The station was relaunched in April 2006. Its headquarters were relocated from Guildford to Brighton, and the station was referred to on air as "The New Sound of Sussex and Surrey". Four of the presenters, Bill Buckley, John Radford, Ed Douglas and Dominic Busby left the station shortly before the relaunch of 2006. Three presenters were recruited and started broadcasting on the station on 3 April 2006, the day of the relaunch: Gordon Astley was taken on to present daily shows, just as he had done in the 1990s; Fred Marden was recruited to present the Surrey breakfast show; and one-time Radio Sussex sports reporter Richard Lindfield also rejoined. By early February 2009, all three had left the station and the designation "The New Sound of Sussex and Surrey" was no longer being used on air by presenters.

==BBC Sussex and BBC Surrey relaunch==
BBC SCR became BBC Sussex and BBC Surrey on 30 March 2009. Though the two stations broadcast on different frequencies, the infrastructure and management teams remained unaffected.

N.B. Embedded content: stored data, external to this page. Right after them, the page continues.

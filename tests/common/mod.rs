//! Builders for PACK archives used across the integration tests.

#![allow(dead_code)]

use std::io::Write;
use tempfile::NamedTempFile;

/// Lay out an archive: header, contents in order, then the index.
pub fn build_pack(files: &[(&str, &[u8])]) -> Vec<u8> {
    let mut content = Vec::new();
    let mut records = Vec::new();
    for (name, data) in files {
        records.push((name.as_bytes().to_vec(), 12 + content.len() as u32, data.len() as u32));
        content.extend_from_slice(data);
    }
    assemble(&content, &records)
}

/// Header plus `content` at offset 12 plus an index of explicit records.
pub fn assemble(content: &[u8], records: &[(Vec<u8>, u32, u32)]) -> Vec<u8> {
    let index_offset = 12 + content.len() as u32;
    let index_size = (records.len() * 64) as u32;

    let mut out = Vec::new();
    out.extend_from_slice(b"PACK");
    out.extend_from_slice(&index_offset.to_le_bytes());
    out.extend_from_slice(&index_size.to_le_bytes());
    out.extend_from_slice(content);
    for (name, offset, size) in records {
        let mut raw = [0u8; 64];
        raw[..name.len()].copy_from_slice(name);
        raw[56..60].copy_from_slice(&offset.to_le_bytes());
        raw[60..64].copy_from_slice(&size.to_le_bytes());
        out.extend_from_slice(&raw);
    }
    out
}

/// The small archive most tests work with.
pub fn sample_pack() -> Vec<u8> {
    build_pack(&[
        ("readme.txt", &b"abcdefgh"[..]),
        ("maps/e1m1.bsp", &b"\x1d\x00\x00\x00BSPDATA"[..]),
        ("sound/empty.wav", &b""[..]),
        ("progs.dat", &b"0123456789"[..]),
    ])
}

pub fn write_temp(data: &[u8]) -> NamedTempFile {
    let mut file = NamedTempFile::new().expect("create temp archive");
    file.write_all(data).expect("write temp archive");
    file.flush().expect("flush temp archive");
    file
}
use std::io::{Read, Seek, Write};
use std::iter::FusedIterator;
use std::path::Path;
use std::sync::{Arc, OnceLock};

use crate::io::{HttpRangeReader, LocalFileReader, MemoryReader, ReadAt, StreamReader};

use super::error::PackResult;
use super::file::PackFile;
use super::index::PackIndex;
use super::structures::{Header, PackEntry};

/// Selects one file in an archive, either by position or by exact name.
#[derive(Debug, Clone, Copy, PartialEq, Eq)]
pub enum Lookup<'a> {
    Index(usize),
    Name(&'a [u8]),
}

impl From<usize> for Lookup<'_> {
    fn from(index: usize) -> Self {
        Lookup::Index(index)
    }
}

impl<'a> From<&'a str> for Lookup<'a> {
    fn from(name: &'a str) -> Self {
        Lookup::Name(name.as_bytes())
    }
}

impl<'a> From<&'a String> for Lookup<'a> {
    fn from(name: &'a String) -> Self {
        Lookup::Name(name.as_bytes())
    }
}

impl<'a> From<&'a [u8]> for Lookup<'a> {
    fn from(name: &'a [u8]) -> Self {
        Lookup::Name(name)
    }
}

/// Reader for id Software PACK archives
///
/// The header is parsed when the reader is created; the index is loaded the
/// first time anything asks about the files and kept for the life of the
/// reader.
pub struct PackReader<R: ReadAt + ?Sized> {
    source: Arc<R>,
    header: Header,
    index: OnceLock<PackIndex>,
}

impl PackReader<LocalFileReader> {
    /// Open an archive on the local filesystem.
    pub fn open(path: impl AsRef<Path>) -> PackResult<Self> {
        let reader = LocalFileReader::new(path.as_ref())?;
        Self::new(Arc::new(reader))
    }
}

impl PackReader<MemoryReader> {
    /// Read an archive held in memory.
    pub fn from_bytes(data: impl Into<Vec<u8>>) -> PackResult<Self> {
        Self::new(Arc::new(MemoryReader::new(data)))
    }
}

impl<S: Read + Seek> PackReader<StreamReader<S>> {
    /// Read an archive from any seekable stream.
    pub fn from_stream(stream: S) -> PackResult<Self> {
        Self::new(Arc::new(StreamReader::new(stream)?))
    }
}

impl PackReader<HttpRangeReader> {
    /// Read a remote archive using HTTP Range requests.
    pub fn open_url(url: impl Into<String>) -> PackResult<Self> {
        Self::new(Arc::new(HttpRangeReader::new(url.into())?))
    }
}

impl<R: ReadAt + ?Sized> PackReader<R> {
    /// Create a reader over a shared source and parse its header.
    ///
    /// The caller may keep its own handle to `source`; every read names an
    /// absolute offset, so outside use of the source does not disturb the
    /// reader.
    ///
    /// # Errors
    ///
    /// Fails with a format error if the source does not start with the
    /// `PACK` identifier. Nothing past the identifier is read in that case.
    pub fn new(source: Arc<R>) -> PackResult<Self> {
        let magic_len = Header::MAGIC.len();
        let mut buf = [0u8; Header::SIZE];

        let read = source.read_full_at(0, &mut buf[..magic_len])?;
        Header::check_magic(&buf[..read])?;

        let read = source.read_full_at(magic_len as u64, &mut buf[magic_len..])?;
        let header = Header::from_bytes(&buf[..magic_len + read])?;

        tracing::debug!(
            index_offset = header.index_offset,
            index_size = header.index_size,
            "parsed pack header"
        );

        Ok(Self {
            source,
            header,
            index: OnceLock::new(),
        })
    }

    pub fn header(&self) -> &Header {
        &self.header
    }

    /// The underlying byte source
    pub fn source(&self) -> &Arc<R> {
        &self.source
    }

    /// Load the index if it has not been loaded yet.
    ///
    /// A failed load leaves the reader unloaded; the next call tries again.
    pub fn ensure_index(&self) -> PackResult<&PackIndex> {
        if let Some(index) = self.index.get() {
            return Ok(index);
        }
        let loaded = PackIndex::load(&*self.source, &self.header)?;
        Ok(self.index.get_or_init(|| loaded))
    }

    /// Number of files, derived from the header without loading the index
    pub fn file_count(&self) -> usize {
        self.header.record_count()
    }

    /// Whether a file with exactly this name exists
    pub fn has(&self, name: impl AsRef<[u8]>) -> PackResult<bool> {
        Ok(self.ensure_index()?.contains(name.as_ref()))
    }

    /// Index record for a file
    pub fn entry<'a>(&self, lookup: impl Into<Lookup<'a>>) -> PackResult<&PackEntry> {
        let index = self.ensure_index()?;
        match lookup.into() {
            Lookup::Index(position) => index.get(position),
            Lookup::Name(name) => index.find(name),
        }
    }

    /// All records in on-disk order
    pub fn entries(&self) -> PackResult<&[PackEntry]> {
        Ok(self.ensure_index()?.entries())
    }

    /// Stored name of the file at `index`
    pub fn file_name(&self, index: usize) -> PackResult<&[u8]> {
        Ok(self.entry(index)?.name())
    }

    /// Position of the file called `name`
    pub fn file_index(&self, name: impl AsRef<[u8]>) -> PackResult<usize> {
        Ok(self.entry(name.as_ref())?.position())
    }

    pub fn file_offset<'a>(&self, lookup: impl Into<Lookup<'a>>) -> PackResult<u64> {
        Ok(self.entry(lookup)?.offset() as u64)
    }

    pub fn file_size<'a>(&self, lookup: impl Into<Lookup<'a>>) -> PackResult<u64> {
        Ok(self.entry(lookup)?.size() as u64)
    }

    /// A fresh view onto one file, with its cursor at the start
    pub fn file<'a>(&self, lookup: impl Into<Lookup<'a>>) -> PackResult<PackFile<R>> {
        let entry = self.entry(lookup)?.clone();
        Ok(PackFile::new(Arc::clone(&self.source), entry))
    }

    /// Views onto every file in on-disk order
    ///
    /// Each call starts a new pass from the first file.
    pub fn files(&self) -> PackResult<Files<'_, R>> {
        let index = self.ensure_index()?;
        Ok(Files {
            source: &self.source,
            entries: index.entries(),
            next: 0,
        })
    }

    /// Write the full content of one file to `out`.
    pub fn extract<'a, W: Write + ?Sized>(
        &self,
        lookup: impl Into<Lookup<'a>>,
        out: &mut W,
    ) -> PackResult<()> {
        let data = self.file(lookup)?.contents()?;
        out.write_all(&data)?;
        Ok(())
    }

    /// Write the full content of one file to a new file at `path`.
    ///
    /// Missing parent directories are created. An existing file is
    /// overwritten.
    pub fn extract_to<'a>(
        &self,
        lookup: impl Into<Lookup<'a>>,
        path: impl AsRef<Path>,
    ) -> PackResult<()> {
        let path = path.as_ref();
        let data = self.file(lookup)?.contents()?;

        if let Some(parent) = path.parent() {
            if !parent.as_os_str().is_empty() {
                std::fs::create_dir_all(parent)?;
            }
        }

        std::fs::write(path, &data)?;
        tracing::debug!(path = %path.display(), bytes = data.len(), "extracted");
        Ok(())
    }
}

impl<R: ReadAt + ?Sized> std::fmt::Debug for PackReader<R> {
    fn fmt(&self, f: &mut std::fmt::Formatter<'_>) -> std::fmt::Result {
        f.debug_struct("PackReader")
            .field("header", &self.header)
            .field("index_loaded", &self.index.get().is_some())
            .finish()
    }
}

/// Iterator over the files of a [`PackReader`], in on-disk order
pub struct Files<'a, R: ReadAt + ?Sized> {
    source: &'a Arc<R>,
    entries: &'a [PackEntry],
    next: usize,
}

impl<R: ReadAt + ?Sized> Clone for Files<'_, R> {
    fn clone(&self) -> Self {
        Self {
            source: self.source,
            entries: self.entries,
            next: self.next,
        }
    }
}

impl<R: ReadAt + ?Sized> std::fmt::Debug for Files<'_, R> {
    fn fmt(&self, f: &mut std::fmt::Formatter<'_>) -> std::fmt::Result {
        f.debug_struct("Files")
            .field("next", &self.next)
            .field("len", &self.entries.len())
            .finish()
    }
}

impl<R: ReadAt + ?Sized> Iterator for Files<'_, R> {
    type Item = PackFile<R>;

    fn next(&mut self) -> Option<Self::Item> {
        let entry = self.entries.get(self.next)?;
        self.next += 1;
        Some(PackFile::new(Arc::clone(self.source), entry.clone()))
    }

    fn size_hint(&self) -> (usize, Option<usize>) {
        let remaining = self.entries.len() - self.next;
        (remaining, Some(remaining))
    }
}

impl<R: ReadAt + ?Sized> ExactSizeIterator for Files<'_, R> {}

impl<R: ReadAt + ?Sized> FusedIterator for Files<'_, R> {}

#[cfg(test)]
mod tests {
    use super::*;
    use crate::pack::{ErrorKind, PackError};
    use crate::pack::structures::IndexRecord;
    use std::io::Cursor;

    /// The two-record archive used by most tests below:
    /// `readme.txt` = "abcdefgh" and `data/x.bin` = [1, 2, 3].
    fn sample() -> Vec<u8> {
        let mut data = Vec::new();
        data.extend_from_slice(b"PACK");
        data.extend_from_slice(&23u32.to_le_bytes());
        data.extend_from_slice(&128u32.to_le_bytes());
        data.extend_from_slice(b"abcdefgh");
        data.extend_from_slice(&[1, 2, 3]);
        for (name, offset, size) in [("readme.txt", 12u32, 8u32), ("data/x.bin", 20, 3)] {
            let mut raw = [0u8; IndexRecord::SIZE];
            raw[..name.len()].copy_from_slice(name.as_bytes());
            raw[56..60].copy_from_slice(&offset.to_le_bytes());
            raw[60..64].copy_from_slice(&size.to_le_bytes());
            data.extend_from_slice(&raw);
        }
        data
    }

    #[test]
    fn index_loads_lazily() {
        let reader = PackReader::from_bytes(sample()).unwrap();
        assert_eq!(reader.file_count(), 2);
        assert!(reader.index.get().is_none());

        assert!(reader.has("readme.txt").unwrap());
        assert!(reader.index.get().is_some());
    }

    #[test]
    fn lookups_by_name_and_position_agree() {
        let reader = PackReader::from_bytes(sample()).unwrap();
        assert_eq!(reader.file_index("data/x.bin").unwrap(), 1);
        assert_eq!(reader.file_name(1).unwrap(), b"data/x.bin");
        assert_eq!(reader.file_offset("data/x.bin").unwrap(), 20);
        assert_eq!(reader.file_offset(1usize).unwrap(), 20);
        assert_eq!(reader.file_size(0usize).unwrap(), 8);
    }

    #[test]
    fn missing_lookups_are_lookup_errors() {
        let reader = PackReader::from_bytes(sample()).unwrap();
        assert!(!reader.has("README.TXT").unwrap());
        assert_eq!(reader.file("nope").unwrap_err().kind(), ErrorKind::Lookup);
        assert_eq!(reader.file(2usize).unwrap_err().kind(), ErrorKind::Lookup);
    }

    #[test]
    fn extract_writes_to_sink() {
        let reader = PackReader::from_bytes(sample()).unwrap();
        let mut out = Vec::new();
        reader.extract("readme.txt", &mut out).unwrap();
        reader.extract(1usize, &mut out).unwrap();
        assert_eq!(out, b"abcdefgh\x01\x02\x03");
    }

    #[test]
    fn files_iterates_in_order_and_restarts() {
        let reader = PackReader::from_bytes(sample()).unwrap();
        let names: Vec<_> = reader.files().unwrap().map(|f| f.name().to_vec()).collect();
        assert_eq!(names, vec![b"readme.txt".to_vec(), b"data/x.bin".to_vec()]);

        let mut files = reader.files().unwrap();
        assert_eq!(files.len(), 2);
        assert_eq!(files.next().unwrap().position(), 0);
        assert_eq!(files.next().unwrap().position(), 1);
        assert!(files.next().is_none());
        assert!(files.next().is_none());
        assert_eq!(reader.files().unwrap().count(), 2);
    }

    #[test]
    fn stream_source_is_repositioned_per_read() {
        let reader = PackReader::from_stream(Cursor::new(sample())).unwrap();
        let mut a = reader.file("readme.txt").unwrap();
        let mut b = reader.file(1usize).unwrap();
        assert_eq!(a.read(3).unwrap(), b"abc");
        assert_eq!(b.read(2).unwrap(), [1, 2]);
        assert_eq!(a.read(2).unwrap(), b"de");
    }

    #[test]
    fn bad_magic_fails_construction() {
        let mut data = sample();
        data[..4].copy_from_slice(b"WAD2");
        let err = PackReader::from_bytes(data).unwrap_err();
        assert_eq!(err.kind(), ErrorKind::Format);
    }

    #[test]
    fn truncated_index_is_retryable_error() {
        let mut data = sample();
        data.truncate(data.len() - 10);
        let reader = PackReader::from_bytes(data).unwrap();
        assert_eq!(reader.has("readme.txt").unwrap_err().kind(), ErrorKind::Truncated);
        assert_eq!(reader.files().unwrap_err().kind(), ErrorKind::Truncated);
        // the file count comes from the header alone
        assert_eq!(reader.file_count(), 2);
    }

    #[test]
    fn files_debug_shows_progress() {
        let reader = PackReader::from_bytes(sample()).unwrap();
        let mut files = reader.files().unwrap();
        files.next();
        assert_eq!(format!("{:?}", files), "Files { next: 1, len: 2 }");
    }

    #[test]
    fn two_byte_source_is_truncated_header() {
        let err = PackReader::from_bytes(b"PA".to_vec()).unwrap_err();
        assert!(matches!(err, PackError::TruncatedHeader { actual: 2, .. }));
    }
}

==Brighton Festival and Fringe==
Increasingly, in its latter years, BBC SCR worked to provide extensive and interactive coverage of the Brighton Festival and Fringe. Aside from dedicating a daily hour-long show to Brighton's festivals, it also provided in-depth internet coverage, including reviews, features and video clips.

==Split programming==
From September 1997, there were separate news services for Sussex and Surrey, and separate breakfast shows for both counties, using a split frequency system. Until the April 2006 changes, a separate service for Brighton, Hove and Worthing was also provided. A one-hour drivetime programme and Saturday breakfast show for Surrey were introduced at this point - however the Surrey output was now only available to listeners in the west of the county, on 104.6 FM. The 104.0 FM frequency, which covers parts of both East Surrey and the north of West Sussex and previously carried the Surrey programming, was switched to carry the Sussex output. The reasoning behind this was to give listeners in Crawley and East Grinstead a more relevant service, at the expense of those in East Surrey where audience figures have been in decline, but from 16 October 2006, 104.0 FM reverted to the Surrey output. In addition, to reaffirm its commitment to Surrey listeners, the Surrey drivetime programme was increased from one to three hours.

There were also separate sports shows on Saturday afternoon, allowing listeners in north-east Hampshire and Surrey could listen to live commentaries from the local Conference teams, Aldershot Town, Woking and Crawley Town, whilst listeners in Sussex could listen to Brighton's games.

==Notable on-air staff==

- Gordon Astley
- Simon Bates
- Tommy Boyd
- Bill Buckley
- Giles Dilnot
- JoAnne Good
- Stephen Grant
- Peter Heaton-Jones
- Adrian Love
- John Radford
- Paul Ross

==Top Gear==
On Wednesday 26 April 2006, Top Gear presenters Jeremy Clarkson, James May and Richard Hammond presented the drivetime show from the Brighton studio. The feature was broadcast in the second episode of Series 8 on 14 May 2006.

==Networked and simulcast programming==
Evening programming throughout the week was networked with counterpart BBC local radio stations in the south and south east (namely Radio Solent, Radio Berkshire, Radio Oxford and Radio Kent). During the station's downtime, SCR simulcasted BBC Radio 5 Live programming including Up All Night, Morning Reports and the Stephen Nolan show.